Variational autoencoders (VAEs) use the autoencoder architecture to encode latent space in a way that can be used for generative tasks such as image generation.
Unlike most autoencoders, which are "deterministic" models that encode a single vector of discrete values for each latent variable of training data, VAES are "probabilistic" models that encode latent space as a range of possibilities. By interpolating from within this range of encoded possibilities, VAEs can synthesize new data samples that, while unique and original unto themselves, resemble the original training data.
To enable the generation of completely new data samples (rather than simply re-creating or combining samples from training data), the latent space must exhibit 2 types of regularity:
- Continuity: Nearby points in latent space should yield similar content when decoded.
- Completeness: Any point sampled from the latent space should yield meaningful content when decoded.
A simple way to enforce continuity and completeness in latent space is to force it to follow a normal (Gaussian) distribution.
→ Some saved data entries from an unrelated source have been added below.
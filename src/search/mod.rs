//! Search pipeline: term canonicalization, literal matching and selectors.
//!
//! ```text
//! raw term → normalize → case fold → Matcher → filter(items)
//! ```
//!
//! User input is only ever matched as literal text, case-insensitively; no
//! pattern is compiled from it. Terms
//! whose canonical form is shorter than [`MIN_SEARCH_LENGTH`] do not filter.
//!
//! # Modules
//!
//! - [`normalize`]: Whitespace canonicalization and pattern escaping
//! - [`matcher`]: Minimum-length gate and matcher construction
//! - [`selectors`]: `filter`, `count`, `has_no_results` and the filter memo

pub mod matcher;
pub mod normalize;
pub mod selectors;

pub use matcher::{build_matcher, clears_gate, Matcher, MIN_SEARCH_LENGTH};
pub use normalize::{escape_for_matching, normalize};
pub use selectors::{count, filter, has_no_results, FilterMemo};
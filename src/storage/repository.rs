//! Phrase persistence on top of a key-value backend.
//!
//! [`PhraseStore`] is the collaborator contract the application layer depends
//! on. [`PhraseRepository`] implements it by keeping the whole phrase list as a
//! JSON array under a single key.

use crate::domain::error::{PhraseError, Result};
use crate::domain::Phrase;
use crate::storage::backend::KeyValueStore;
use crate::storage::ordering::sort_newest_first;

/// Key under which the phrase list is stored.
pub const STORAGE_KEY: &str = "phrasekeeper:phrases";

/// Persistence contract for phrases.
///
/// Every operation reports failure as data; implementations must not panic.
pub trait PhraseStore: Send {
    /// Returns every stored phrase, newest first.
    ///
    /// # Errors
    ///
    /// Returns an error if the backend cannot be read or decoded.
    fn get_all(&self) -> Result<Vec<Phrase>>;

    /// Persists a new phrase and returns it.
    ///
    /// # Errors
    ///
    /// Returns an error if the read-modify-write fails.
    fn add(&mut self, phrase: Phrase) -> Result<Phrase>;

    /// Removes the phrase with `id`. Unknown ids are not an error.
    ///
    /// # Errors
    ///
    /// Returns an error if the read-modify-write fails.
    fn delete(&mut self, id: &str) -> Result<()>;

    /// Removes every phrase.
    ///
    /// # Errors
    ///
    /// Returns an error if the backend write fails.
    fn clear(&mut self) -> Result<()>;
}

/// [`PhraseStore`] over any [`KeyValueStore`].
///
/// # Examples
///
/// ```
/// use phrasekeeper::domain::Phrase;
/// use phrasekeeper::storage::{MemoryStore, PhraseRepository, PhraseStore};
///
/// let mut repo = PhraseRepository::new(MemoryStore::new());
/// repo.add(Phrase::new("1", "first", 1))?;
/// repo.add(Phrase::new("2", "second", 2))?;
/// assert_eq!(repo.get_all()?[0].id, "2");
/// # Ok::<(), phrasekeeper::PhraseError>(())
/// ```
#[derive(Debug)]
pub struct PhraseRepository<S> {
    backend: S,
}

impl<S: KeyValueStore> PhraseRepository<S> {
    /// Wraps a key-value backend.
    #[must_use]
    pub const fn new(backend: S) -> Self {
        Self { backend }
    }

    /// Returns the underlying backend.
    pub fn into_inner(self) -> S {
        self.backend
    }

    fn write_all(&mut self, phrases: &[Phrase]) -> Result<()> {
        let json = serde_json::to_string(phrases)
            .map_err(|e| PhraseError::Storage(format!("failed to encode phrases: {e}")))?;
        self.backend.set_item(STORAGE_KEY, &json)
    }
}

impl<S: KeyValueStore> PhraseStore for PhraseRepository<S> {
    fn get_all(&self) -> Result<Vec<Phrase>> {
        let _span = tracing::debug_span!("repo_get_all").entered();

        let Some(data) = self.backend.get_item(STORAGE_KEY)? else {
            tracing::debug!("no stored phrases");
            return Ok(Vec::new());
        };

        let mut phrases: Vec<Phrase> = serde_json::from_str(&data)
            .map_err(|e| PhraseError::Storage(format!("failed to decode phrases: {e}")))?;
        sort_newest_first(&mut phrases);

        tracing::debug!(count = phrases.len(), "retrieved phrases");
        Ok(phrases)
    }

    fn add(&mut self, phrase: Phrase) -> Result<Phrase> {
        let _span = tracing::debug_span!("repo_add", phrase_id = %phrase.id).entered();

        let mut phrases = self.get_all()?;
        phrases.push(phrase.clone());
        self.write_all(&phrases)?;

        tracing::debug!(count = phrases.len(), "phrase added");
        Ok(phrase)
    }

    fn delete(&mut self, id: &str) -> Result<()> {
        let _span = tracing::debug_span!("repo_delete", phrase_id = %id).entered();

        let mut phrases = self.get_all()?;
        let before = phrases.len();
        phrases.retain(|p| p.id != id);
        self.write_all(&phrases)?;

        tracing::debug!(removed = before - phrases.len(), "phrase deleted");
        Ok(())
    }

    fn clear(&mut self) -> Result<()> {
        let _span = tracing::debug_span!("repo_clear").entered();
        self.backend.remove_item(STORAGE_KEY)
    }
}

#[cfg(test)]
mod tests {
    use super::*;
    use crate::storage::MemoryStore;

    fn repo_with(phrases: &[Phrase]) -> PhraseRepository<MemoryStore> {
        let mut repo = PhraseRepository::new(MemoryStore::new());
        for phrase in phrases {
            repo.add(phrase.clone()).unwrap();
        }
        repo
    }

    #[test]
    fn empty_backend_yields_empty_list() {
        let repo = PhraseRepository::new(MemoryStore::new());
        assert!(repo.get_all().unwrap().is_empty());
    }

    #[test]
    fn get_all_returns_newest_first() {
        let repo = repo_with(&[
            Phrase::new("a", "alpha", 10),
            Phrase::new("c", "gamma", 30),
            Phrase::new("b", "beta", 20),
        ]);
        let ids: Vec<String> = repo.get_all().unwrap().into_iter().map(|p| p.id).collect();
        assert_eq!(ids, ["c", "b", "a"]);
    }

    #[test]
    fn delete_removes_only_matching_id() {
        let mut repo = repo_with(&[Phrase::new("a", "alpha", 1), Phrase::new("b", "beta", 2)]);
        repo.delete("a").unwrap();
        repo.delete("missing").unwrap();

        let remaining = repo.get_all().unwrap();
        assert_eq!(remaining.len(), 1);
        assert_eq!(remaining[0].id, "b");
    }

    #[test]
    fn clear_removes_the_key() {
        let mut repo = repo_with(&[Phrase::new("a", "alpha", 1)]);
        repo.clear().unwrap();
        assert!(repo.get_all().unwrap().is_empty());
        assert!(repo.into_inner().is_empty());
    }

    #[test]
    fn undecodable_data_is_a_storage_error() {
        let mut backend = MemoryStore::new();
        backend.set_item(STORAGE_KEY, "not a list").unwrap();
        let mut repo = PhraseRepository::new(backend);

        assert!(matches!(repo.get_all(), Err(PhraseError::Storage(_))));
        assert!(matches!(
            repo.add(Phrase::new("x", "text", 1)),
            Err(PhraseError::Storage(_))
        ));
    }
}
Therefore, VAEs encode 2 different vectors for each latent attribute of training data: a vector of means, “μ,” and a vector of standard deviations, “σ.” In essence, these 2 vectors represent the range of possibilities for each latent variable and the expected variance within each range of possibilities, respectively.
VAEs accomplish this by adding an additional loss function alongside reconstruction loss: Kullback-Leibler divergence (or KL divergence). More specifically, the VAE is trained to minimize the divergence between a standard Gaussian distribution and the latent space learned by minimizing reconstruction loss.